Edit images with Flux Kontext

In this example, we run the Flux Kontext model in image-to-image mode: the model takes in a prompt and an image and edits the image to better match the prompt.

For example, the model edited the first image into the second based on the prompt ”A cute dog wizard inspired by Gandalf from Lord of the Rings, featuring detailed fantasy elements in Studio Ghibli style“.

A photo of a dog transformed into a cartoon of a cute dog wizard

The model is Black Forest Labs’ FLUX.1-Kontext-dev. Learn more about the model here.

Define a container image

First, we define the environment the model inference will run in, the container image.

We start from an NVIDIA CUDA base image and install the necessary Python packages. We use a specific commit of the diffusers library to ensure compatibility with the Flux Kontext model.

from io import BytesIO
from pathlib import Path

import modal

app = modal.App("example-image-to-image")

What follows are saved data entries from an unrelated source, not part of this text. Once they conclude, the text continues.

use anyhow::{Context, Result};
use serde::Deserialize;
use std::path::{Path, PathBuf};

/// Main configuration structure
#[derive(Debug, Clone, Deserialize)]
pub struct Config {
    pub askrag: AskragConfig,
    pub embeddings: EmbeddingsConfig,
    pub generation: GenerationConfig,
    #[serde(default)]
    pub encyclopedia: EncyclopediaConfig,
    #[serde(default)]
    pub router: RouterConfig,
    #[serde(default)]
    pub performance: PerformanceConfig,
    #[serde(default)]
    pub memory: MemoryConfig,
    #[serde(default)]
    pub http_server: HttpServerConfig,
}

/// Storage and logging configuration
#[derive(Debug, Clone, Deserialize)]
pub struct AskragConfig {
    /// Directory uploaded files are written to before ingestion.
    pub data_dir: PathBuf,
    /// SQLite file holding the active vector index.
    pub db_path: PathBuf,
    #[serde(default = "default_log_level")]
    pub log_level: String,
}

/// Embeddings configuration
#[derive(Debug, Clone, Deserialize)]
pub struct EmbeddingsConfig {
    pub model: String,
    pub api_key_env: String,
    #[serde(default = "default_embeddings_base_url")]
    pub base_url: String,
    #[serde(default = "default_batch_size")]
    pub batch_size: usize,
    #[serde(default = "default_cache_capacity")]
    pub cache_capacity: usize,
}

/// Chat completion (generation collaborator) configuration
#[derive(Debug, Clone, Deserialize)]
pub struct GenerationConfig {
    /// Label reported as `trace.provider` for generated answers.
    #[serde(default = "default_generation_provider")]
    pub provider: String,
    #[serde(default = "default_generation_base_url")]
    pub base_url: String,
    #[serde(default = "default_generation_model")]
    pub model: String,
    pub api_key_env: String,
    #[serde(default = "default_temperature")]
    pub temperature: f32,
    #[serde(default = "default_max_tokens")]
    pub max_tokens: u32,
    #[serde(default = "default_client_timeout_secs")]
    pub timeout_secs: u64,
}

/// Wikipedia lookup configuration
#[derive(Debug, Clone, Deserialize)]
pub struct EncyclopediaConfig {
    #[serde(default = "default_true")]
    pub enabled: bool,
    #[serde(default = "default_language")]
    pub language: String,
    #[serde(default = "default_sentences")]
    pub sentences: usize,
    #[serde(default = "default_encyclopedia_timeout_secs")]
    pub timeout_secs: u64,
}

/// Answer router configuration
#[derive(Debug, Clone, Deserialize)]
pub struct RouterConfig {
    #[serde(default = "default_top_k")]
    pub top_k: usize,
    #[serde(default = "default_collaborator_timeout_secs")]
    pub collaborator_timeout_secs: u64,
    /// Replaces the built-in date-intent phrase list when set.
    #[serde(default)]
    pub date_phrases: Option<Vec<String>>,
    /// Replaces the built-in math operator token list when set.
    #[serde(default)]
    pub math_operators: Option<Vec<String>>,
}

/// Chunking configuration
#[derive(Debug, Clone, Deserialize)]
pub struct PerformanceConfig {
    #[serde(default = "default_chunk_size_tokens")]
    pub chunk_size_tokens: usize,
    #[serde(default = "default_chunk_overlap_tokens")]
    pub chunk_overlap_tokens: usize,
}

/// Conversation memory configuration
#[derive(Debug, Clone, Deserialize)]
pub struct MemoryConfig {
    #[serde(default = "default_memory_capacity")]
    pub capacity: usize,
}

/// HTTP server configuration
#[derive(Debug, Clone, Deserialize)]
pub struct HttpServerConfig {
    #[serde(default = "default_http_port")]
    pub port: u16,
    #[serde(default = "default_allowed_origins")]
    pub allowed_origins: Vec<String>,
}

impl Default for EncyclopediaConfig {
    fn default() -> Self {
        Self {
            enabled: default_true(),
            language: default_language(),
            sentences: default_sentences(),
            timeout_secs: default_encyclopedia_timeout_secs(),
        }
    }
}

impl Default for RouterConfig {
    fn default() -> Self {
        Self {
            top_k: default_top_k(),
            collaborator_timeout_secs: default_collaborator_timeout_secs(),
            date_phrases: None,
            math_operators: None,
        }
    }
}

impl Default for PerformanceConfig {
    fn default() -> Self {
        Self {
            chunk_size_tokens: default_chunk_size_tokens(),
            chunk_overlap_tokens: default_chunk_overlap_tokens(),
        }
    }
}

impl Default for MemoryConfig {
    fn default() -> Self {
        Self {
            capacity: default_memory_capacity(),
        }
    }
}

impl Default for HttpServerConfig {
    fn default() -> Self {
        Self {
            port: default_http_port(),
            allowed_origins: default_allowed_origins(),
        }
    }
}

fn default_log_level() -> String {
    "info".to_string()
}

fn default_embeddings_base_url() -> String {
    "https://api.openai.com/v1".to_string()
}

fn default_batch_size() -> usize {
    100
}

fn default_cache_capacity() -> usize {
    1000
}

fn default_generation_provider() -> String {
    "huggingface".to_string()
}

fn default_generation_base_url() -> String {
    "https://router.huggingface.co/v1".to_string()
}

fn default_generation_model() -> String {
    "mistralai/Mistral-7B-Instruct-v0.2".to_string()
}

fn default_temperature() -> f32 {
    0.3
}

fn default_max_tokens() -> u32 {
    256
}

fn default_client_timeout_secs() -> u64 {
    60
}

fn default_true() -> bool {
    true
}

fn default_language() -> String {
    "en".to_string()
}

fn default_sentences() -> usize {
    1
}

fn default_encyclopedia_timeout_secs() -> u64 {
    10
}

fn default_top_k() -> usize {
    4
}

fn default_collaborator_timeout_secs() -> u64 {
    30
}

fn default_chunk_size_tokens() -> usize {
    250
}

fn default_chunk_overlap_tokens() -> usize {
    25
}

fn default_memory_capacity() -> usize {
    5
}

fn default_http_port() -> u16 {
    8000
}

fn default_allowed_origins() -> Vec<String> {
    vec![
        "http://localhost:5173".to_string(),
        "http://127.0.0.1:5173".to_string(),
    ]
}

impl Config {
    /// Load configuration from file
    ///
    /// Loads environment variables from .env file (if present) before loading config.
    /// Looks for config file in this order:
    /// 1. Path specified in ASKRAG_CONFIG environment variable
    /// 2. ./config.toml in current directory
    pub fn load() -> Result<Self> {
        // .env is optional
        let _ = dotenv::dotenv();

        let config_path = std::env::var("ASKRAG_CONFIG")
            .map(PathBuf::from)
            .unwrap_or_else(|_| PathBuf::from("config.toml"));

        let config_str = std::fs::read_to_string(&config_path)
            .with_context(|| format!("Failed to read config file: {}", config_path.display()))?;

        let config = Self::from_toml_str(&config_str)?;
        config.validate()?;

        Ok(config)
    }

    /// Parse configuration without touching the environment or validating it
    pub fn from_toml_str(config_str: &str) -> Result<Self> {
        toml::from_str(config_str).context("Failed to parse config.toml")
    }

    /// Validate configuration values
    fn validate(&self) -> Result<()> {
        if !is_local_endpoint(&self.generation.base_url) {
            std::env::var(&self.generation.api_key_env).with_context(|| {
                format!(
                    "Environment variable {} not set. Set it in your .env file or as an environment variable with your inference API token.",
                    self.generation.api_key_env
                )
            })?;
        }

        if self.router.top_k == 0 {
            anyhow::bail!("router.top_k must be greater than 0");
        }

        if self.router.collaborator_timeout_secs == 0 {
            anyhow::bail!("router.collaborator_timeout_secs must be greater than 0");
        }

        if !(0.0..=2.0).contains(&self.generation.temperature) {
            anyhow::bail!("generation.temperature must be between 0.0 and 2.0");
        }

        if self.encyclopedia.sentences == 0 {
            anyhow::bail!("encyclopedia.sentences must be greater than 0");
        }

        if self.memory.capacity == 0 {
            anyhow::bail!("memory.capacity must be greater than 0");
        }

        if self.performance.chunk_size_tokens == 0 {
            anyhow::bail!("performance.chunk_size_tokens must be greater than 0");
        }

        if self.performance.chunk_overlap_tokens >= self.performance.chunk_size_tokens {
            anyhow::bail!("performance.chunk_overlap_tokens must be less than chunk_size_tokens");
        }

        Ok(())
    }

    /// Get database path
    pub fn db_path(&self) -> &Path {
        &self.askrag.db_path
    }

    /// Get the upload directory
    pub fn data_dir(&self) -> &Path {
        &self.askrag.data_dir
    }
}

/// Local inference servers (Ollama, vLLM, LM Studio) run without a token.
pub fn is_local_endpoint(base_url: &str) -> bool {
    base_url.contains("localhost") || base_url.contains("127.0.0.1")
}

diffusers_commit_sha = "00f95b9755718aabb65456e791b8408526ae6e76"

image = (
    modal.Image.from_registry("nvidia/cuda:12.8.1-devel-ubuntu22.04", add_python="3.12")
    .entrypoint([])  # remove verbose logging by base image on entry
    .apt_install("git")
    .uv_pip_install(
        "Pillow~=11.2.1",
        "accelerate~=1.8.1",
        f"git+https://github.com/huggingface/diffusers.git@{diffusers_commit_sha}",
        "huggingface-hub==0.36.0",
        "optimum-quanto==0.2.7",
        "safetensors==0.5.3",
        "sentencepiece==0.2.0",
        "torch==2.7.1",
        "transformers~=4.53.0",
        extra_options="--index-strategy unsafe-best-match",
        extra_index_url="https://download.pytorch.org/whl/cu128",
    )
)

Download the model

We’ll be using the FLUX.1-Kontext-dev model from Black Forest Labs. This model specializes in image-to-image editing with strong prompt adherence.

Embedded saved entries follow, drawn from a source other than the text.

pub mod csv;
pub mod markdown;
pub mod plaintext;

use crate::error::{AskragError, Result};

/// A parsed document with sections
#[derive(Debug, Clone)]
pub struct ParsedDocument {
    pub content: String,
    pub sections: Vec<Section>,
    pub doc_type: String,
}

/// A section within a document. CSV rows and markdown headings each become one.
#[derive(Debug, Clone)]
pub struct Section {
    pub header: String,
    pub content: String,
}

/// Trait for document parsers
pub trait Parser: Send + Sync {
    /// Check if this parser can handle the given file extension
    fn can_parse(&self, extension: &str) -> bool;

    /// Parse document content into structured sections
    fn parse(&self, content: &str, path: &str) -> Result<ParsedDocument>;
}

/// Parser registry that selects a parser by extension.
pub struct ParserRegistry {
    parsers: Vec<Box<dyn Parser>>,
}

impl ParserRegistry {
    pub fn new() -> Self {
        let mut registry = Self { parsers: Vec::new() };

        registry.register(Box::new(plaintext::PlainTextParser));
        registry.register(Box::new(markdown::MarkdownParser));
        registry.register(Box::new(csv::CsvParser));

        registry
    }

    pub fn register(&mut self, parser: Box<dyn Parser>) {
        self.parsers.push(parser);
    }

    pub fn find_parser(&self, extension: &str) -> Option<&dyn Parser> {
        let extension = extension.to_ascii_lowercase();
        self.parsers
            .iter()
            .find(|p| p.can_parse(&extension))
            .map(|p| p.as_ref())
    }

    /// Parse content using the parser registered for `extension`.
    ///
    /// Unknown extensions are an `UnsupportedDocumentType` error. A parser
    /// that fails on malformed input falls back to plain text.
    pub fn parse(&self, content: &str, path: &str, extension: &str) -> Result<ParsedDocument> {
        let parser = self
            .find_parser(extension)
            .ok_or_else(|| unsupported(path, extension))?;

        match parser.parse(content, path) {
            Ok(doc) => Ok(doc),
            Err(e) => {
                log::warn!("Parser failed for {}, falling back to plain text: {}", path, e);
                plaintext::PlainTextParser.parse(content, path)
            }
        }
    }

    /// Whether some registered parser accepts `extension`.
    pub fn supports(&self, extension: &str) -> bool {
        self.find_parser(extension).is_some()
    }

    /// `UnsupportedDocumentType` unless some parser accepts `extension`.
    pub fn check_supported(&self, path: &str, extension: &str) -> Result<()> {
        if self.supports(extension) {
            Ok(())
        } else {
            Err(unsupported(path, extension))
        }
    }
}

fn unsupported(path: &str, extension: &str) -> AskragError {
    AskragError::UnsupportedDocumentType(if extension.is_empty() {
        format!("{} has no file extension", path)
    } else {
        format!(".{} ({})", extension, path)
    })
}

impl Default for ParserRegistry {
    fn default() -> Self {
        Self::new()
    }
}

MODEL_NAME = "black-forest-labs/FLUX.1-Kontext-dev"
MODEL_REVISION = "f9fdd1a95e0dfd7653cb0966cda2486745122695"

Note that access to the FLUX.1-Kontext-dev model on Hugging Face is gated by a license agreement which you must agree to here. After you have accepted the license, create a Modal Secret with the name huggingface-secret following the instructions in the template.

Cache the model weights

The model weights are large (tens of gigabytes), so we want to cache them to avoid downloading them every time a container starts. We use a Modal Volume to persist the Hugging Face cache. Modal Volumes act like a shared disk that all Modal Functions can access. For more on storing model weights on Modal, see this guide.

CACHE_DIR = Path("/cache")
cache_volume = modal.Volume.from_name("hf-hub-cache", create_if_missing=True)
volumes = {CACHE_DIR: cache_volume}

We reference the Hugging Face secret we created earlier to authenticate when downloading the model.

secrets = [modal.Secret.from_name("huggingface-secret")]

We configure environment variables to enable faster downloads from Hugging Face and point the Hugging Face cache to our Modal Volume.

image = image.env({"HF_XET_HIGH_PERFORMANCE": "1", "HF_HOME": str(CACHE_DIR)})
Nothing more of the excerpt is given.